Collected data entries
▽

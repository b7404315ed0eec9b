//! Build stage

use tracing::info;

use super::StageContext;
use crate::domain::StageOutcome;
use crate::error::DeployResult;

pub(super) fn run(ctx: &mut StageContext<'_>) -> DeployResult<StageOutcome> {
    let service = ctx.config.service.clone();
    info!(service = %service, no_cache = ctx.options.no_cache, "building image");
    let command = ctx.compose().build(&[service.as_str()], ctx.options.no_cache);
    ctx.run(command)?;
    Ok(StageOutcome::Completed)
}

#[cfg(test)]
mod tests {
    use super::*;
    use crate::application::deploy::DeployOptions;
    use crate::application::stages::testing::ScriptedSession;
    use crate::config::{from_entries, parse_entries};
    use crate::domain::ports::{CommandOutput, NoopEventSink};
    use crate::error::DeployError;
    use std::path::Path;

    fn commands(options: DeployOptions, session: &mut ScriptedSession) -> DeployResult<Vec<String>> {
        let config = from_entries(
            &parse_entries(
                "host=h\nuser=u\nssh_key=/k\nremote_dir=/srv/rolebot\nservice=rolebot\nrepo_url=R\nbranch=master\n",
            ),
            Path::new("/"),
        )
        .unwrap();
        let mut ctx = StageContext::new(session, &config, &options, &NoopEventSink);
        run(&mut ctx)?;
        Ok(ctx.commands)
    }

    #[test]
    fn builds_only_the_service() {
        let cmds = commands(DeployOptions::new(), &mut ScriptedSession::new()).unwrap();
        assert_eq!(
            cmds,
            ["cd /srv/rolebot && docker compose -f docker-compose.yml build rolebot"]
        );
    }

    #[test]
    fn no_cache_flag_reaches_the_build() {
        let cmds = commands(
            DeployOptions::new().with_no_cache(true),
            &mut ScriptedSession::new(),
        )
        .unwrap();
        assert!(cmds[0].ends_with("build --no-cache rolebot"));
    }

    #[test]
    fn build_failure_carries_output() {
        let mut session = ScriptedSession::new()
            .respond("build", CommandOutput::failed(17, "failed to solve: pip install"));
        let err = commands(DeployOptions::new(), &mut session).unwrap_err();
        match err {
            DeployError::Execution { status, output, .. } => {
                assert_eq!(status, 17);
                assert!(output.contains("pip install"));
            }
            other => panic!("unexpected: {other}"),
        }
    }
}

△
▽

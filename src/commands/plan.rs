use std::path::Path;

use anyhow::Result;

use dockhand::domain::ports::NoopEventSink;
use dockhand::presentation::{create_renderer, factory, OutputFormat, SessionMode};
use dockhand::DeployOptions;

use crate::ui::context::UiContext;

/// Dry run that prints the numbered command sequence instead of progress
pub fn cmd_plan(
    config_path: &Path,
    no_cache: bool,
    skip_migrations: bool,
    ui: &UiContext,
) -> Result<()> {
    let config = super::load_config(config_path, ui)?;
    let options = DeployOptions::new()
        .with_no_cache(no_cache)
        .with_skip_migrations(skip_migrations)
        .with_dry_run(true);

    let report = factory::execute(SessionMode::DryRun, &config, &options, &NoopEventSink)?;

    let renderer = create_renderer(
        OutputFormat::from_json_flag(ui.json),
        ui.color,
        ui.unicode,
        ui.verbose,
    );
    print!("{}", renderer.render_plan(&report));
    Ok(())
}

△

Assignment
Looking at the entries above, determine how many lines contain the word "super" and state only that number.

Result for this task
4